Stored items
┄┄┄┄┄┄┄┄┄┄┄┄┄┄┄┄┄┄┄┄

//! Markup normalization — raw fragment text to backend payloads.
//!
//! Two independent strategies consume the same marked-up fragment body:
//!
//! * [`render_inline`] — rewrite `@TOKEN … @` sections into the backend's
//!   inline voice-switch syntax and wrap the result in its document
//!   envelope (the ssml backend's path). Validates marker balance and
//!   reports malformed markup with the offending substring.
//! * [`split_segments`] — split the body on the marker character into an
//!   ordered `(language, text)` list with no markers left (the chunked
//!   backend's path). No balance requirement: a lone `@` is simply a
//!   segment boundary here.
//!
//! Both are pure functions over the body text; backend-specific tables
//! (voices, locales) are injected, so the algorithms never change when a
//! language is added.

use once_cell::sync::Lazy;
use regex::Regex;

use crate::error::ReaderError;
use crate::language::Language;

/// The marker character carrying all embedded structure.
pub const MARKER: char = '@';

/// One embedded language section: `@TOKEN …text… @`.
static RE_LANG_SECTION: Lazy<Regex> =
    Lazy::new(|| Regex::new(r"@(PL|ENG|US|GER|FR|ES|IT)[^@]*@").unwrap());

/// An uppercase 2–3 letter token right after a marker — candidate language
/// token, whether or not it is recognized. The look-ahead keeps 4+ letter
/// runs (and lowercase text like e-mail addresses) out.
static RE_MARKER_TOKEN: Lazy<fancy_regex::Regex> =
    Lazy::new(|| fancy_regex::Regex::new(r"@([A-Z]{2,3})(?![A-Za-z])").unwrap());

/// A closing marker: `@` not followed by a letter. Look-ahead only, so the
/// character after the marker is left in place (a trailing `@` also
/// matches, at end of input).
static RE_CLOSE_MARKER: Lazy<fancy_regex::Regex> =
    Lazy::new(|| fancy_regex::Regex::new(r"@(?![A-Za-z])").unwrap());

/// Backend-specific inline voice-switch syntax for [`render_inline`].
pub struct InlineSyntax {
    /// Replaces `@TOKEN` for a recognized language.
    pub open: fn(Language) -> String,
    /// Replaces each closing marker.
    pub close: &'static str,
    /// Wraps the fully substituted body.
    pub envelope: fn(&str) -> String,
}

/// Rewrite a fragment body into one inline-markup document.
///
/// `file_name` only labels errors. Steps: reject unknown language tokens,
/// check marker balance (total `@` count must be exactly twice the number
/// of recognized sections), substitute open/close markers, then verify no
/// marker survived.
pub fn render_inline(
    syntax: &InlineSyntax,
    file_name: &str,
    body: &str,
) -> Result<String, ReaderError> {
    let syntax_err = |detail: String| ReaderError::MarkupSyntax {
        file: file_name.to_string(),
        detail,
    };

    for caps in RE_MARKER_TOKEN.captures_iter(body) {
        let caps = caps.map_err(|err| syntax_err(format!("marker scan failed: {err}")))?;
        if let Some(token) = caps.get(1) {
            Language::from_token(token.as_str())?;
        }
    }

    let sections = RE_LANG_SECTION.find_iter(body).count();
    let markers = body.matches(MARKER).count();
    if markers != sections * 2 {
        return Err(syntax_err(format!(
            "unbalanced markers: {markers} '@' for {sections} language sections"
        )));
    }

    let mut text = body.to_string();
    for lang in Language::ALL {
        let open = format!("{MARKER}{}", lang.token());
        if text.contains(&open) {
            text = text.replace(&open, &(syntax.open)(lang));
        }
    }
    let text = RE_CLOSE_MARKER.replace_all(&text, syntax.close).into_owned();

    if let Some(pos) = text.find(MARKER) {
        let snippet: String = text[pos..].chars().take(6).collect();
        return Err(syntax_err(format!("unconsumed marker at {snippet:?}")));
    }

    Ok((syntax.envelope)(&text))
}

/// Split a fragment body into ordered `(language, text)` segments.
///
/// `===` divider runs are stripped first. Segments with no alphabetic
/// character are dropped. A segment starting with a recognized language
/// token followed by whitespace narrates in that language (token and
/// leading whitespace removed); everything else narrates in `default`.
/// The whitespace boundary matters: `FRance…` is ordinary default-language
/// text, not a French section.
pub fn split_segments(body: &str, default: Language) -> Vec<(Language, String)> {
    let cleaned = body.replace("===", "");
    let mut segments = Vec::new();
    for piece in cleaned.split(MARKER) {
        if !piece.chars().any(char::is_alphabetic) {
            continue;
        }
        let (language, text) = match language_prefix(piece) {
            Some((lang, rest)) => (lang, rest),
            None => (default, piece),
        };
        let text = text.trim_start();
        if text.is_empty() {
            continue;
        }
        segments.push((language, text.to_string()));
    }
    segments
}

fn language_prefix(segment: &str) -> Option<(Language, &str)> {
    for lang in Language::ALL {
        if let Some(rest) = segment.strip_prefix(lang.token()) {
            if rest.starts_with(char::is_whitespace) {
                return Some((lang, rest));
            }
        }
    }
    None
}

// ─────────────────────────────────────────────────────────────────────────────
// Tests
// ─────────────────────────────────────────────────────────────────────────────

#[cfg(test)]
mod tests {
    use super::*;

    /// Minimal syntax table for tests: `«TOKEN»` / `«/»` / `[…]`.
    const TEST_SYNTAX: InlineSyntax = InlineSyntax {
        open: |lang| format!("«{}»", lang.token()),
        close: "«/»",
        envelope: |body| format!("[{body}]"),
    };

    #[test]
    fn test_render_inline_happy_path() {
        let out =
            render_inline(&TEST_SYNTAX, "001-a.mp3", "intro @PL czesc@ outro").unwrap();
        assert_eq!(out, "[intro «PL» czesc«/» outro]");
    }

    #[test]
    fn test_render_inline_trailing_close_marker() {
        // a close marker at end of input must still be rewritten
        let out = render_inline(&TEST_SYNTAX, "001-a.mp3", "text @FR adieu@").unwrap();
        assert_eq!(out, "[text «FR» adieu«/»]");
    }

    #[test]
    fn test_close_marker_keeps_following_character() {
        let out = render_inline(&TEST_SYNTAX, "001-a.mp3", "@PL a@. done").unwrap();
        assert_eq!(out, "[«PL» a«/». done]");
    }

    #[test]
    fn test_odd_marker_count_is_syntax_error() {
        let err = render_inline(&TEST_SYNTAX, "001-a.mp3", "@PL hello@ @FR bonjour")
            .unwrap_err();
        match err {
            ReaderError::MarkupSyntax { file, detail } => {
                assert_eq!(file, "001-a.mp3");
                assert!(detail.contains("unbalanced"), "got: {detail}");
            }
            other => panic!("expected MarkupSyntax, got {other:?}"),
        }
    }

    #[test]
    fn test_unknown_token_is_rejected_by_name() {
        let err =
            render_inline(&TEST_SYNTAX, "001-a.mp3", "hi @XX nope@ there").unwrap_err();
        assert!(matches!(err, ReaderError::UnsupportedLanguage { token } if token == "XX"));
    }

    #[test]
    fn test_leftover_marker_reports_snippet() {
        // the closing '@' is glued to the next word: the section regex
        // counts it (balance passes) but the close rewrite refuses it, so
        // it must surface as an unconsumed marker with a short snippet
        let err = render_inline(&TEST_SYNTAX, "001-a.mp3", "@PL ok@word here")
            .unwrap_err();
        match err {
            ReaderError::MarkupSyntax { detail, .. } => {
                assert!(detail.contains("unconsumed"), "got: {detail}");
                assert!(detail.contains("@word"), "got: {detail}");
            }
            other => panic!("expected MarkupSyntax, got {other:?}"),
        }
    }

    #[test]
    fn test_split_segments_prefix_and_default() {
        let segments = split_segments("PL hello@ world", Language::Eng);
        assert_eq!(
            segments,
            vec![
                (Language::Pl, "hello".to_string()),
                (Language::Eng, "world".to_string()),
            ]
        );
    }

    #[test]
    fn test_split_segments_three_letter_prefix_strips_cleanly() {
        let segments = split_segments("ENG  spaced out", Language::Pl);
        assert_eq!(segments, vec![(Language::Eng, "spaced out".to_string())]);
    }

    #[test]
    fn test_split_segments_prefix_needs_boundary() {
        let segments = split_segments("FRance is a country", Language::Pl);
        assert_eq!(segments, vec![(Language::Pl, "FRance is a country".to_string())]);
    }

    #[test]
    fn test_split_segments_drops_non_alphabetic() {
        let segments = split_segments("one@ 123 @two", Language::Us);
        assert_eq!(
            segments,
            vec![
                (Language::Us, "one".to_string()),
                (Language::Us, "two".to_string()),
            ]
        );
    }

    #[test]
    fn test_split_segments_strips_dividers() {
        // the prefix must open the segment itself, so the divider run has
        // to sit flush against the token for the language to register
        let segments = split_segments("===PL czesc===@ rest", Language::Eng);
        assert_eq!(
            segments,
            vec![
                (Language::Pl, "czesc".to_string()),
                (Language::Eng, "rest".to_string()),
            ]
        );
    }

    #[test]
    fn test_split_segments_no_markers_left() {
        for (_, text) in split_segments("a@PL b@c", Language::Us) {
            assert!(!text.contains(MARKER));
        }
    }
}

┄┄┄┄┄┄┄┄┄┄┄┄┄┄┄┄┄┄┄┄

■ What the task asks
Quote in full each line from the top of the records above through the line with "keeps 4+ letter"; stop after that line.

■ Answer area
//! Markup normalization — raw fragment text to backend payloads.
//!
//! Two independent strategies consume the same marked-up fragment body:
//!
//! * [`render_inline`] — rewrite `@TOKEN … @` sections into the backend's
//!   inline voice-switch syntax and wrap the result in its document
//!   envelope (the ssml backend's path). Validates marker balance and
//!   reports malformed markup with the offending substring.
//! * [`split_segments`] — split the body on the marker character into an
//!   ordered `(language, text)` list with no markers left (the chunked
//!   backend's path). No balance requirement: a lone `@` is simply a
//!   segment boundary here.
//!
//! Both are pure functions over the body text; backend-specific tables
//! (voices, locales) are injected, so the algorithms never change when a
//! language is added.

use once_cell::sync::Lazy;
use regex::Regex;

use crate::error::ReaderError;
use crate::language::Language;

/// The marker character carrying all embedded structure.
pub const MARKER: char = '@';

/// One embedded language section: `@TOKEN …text… @`.
static RE_LANG_SECTION: Lazy<Regex> =
    Lazy::new(|| Regex::new(r"@(PL|ENG|US|GER|FR|ES|IT)[^@]*@").unwrap());

/// An uppercase 2–3 letter token right after a marker — candidate language
/// token, whether or not it is recognized. The look-ahead keeps 4+ letter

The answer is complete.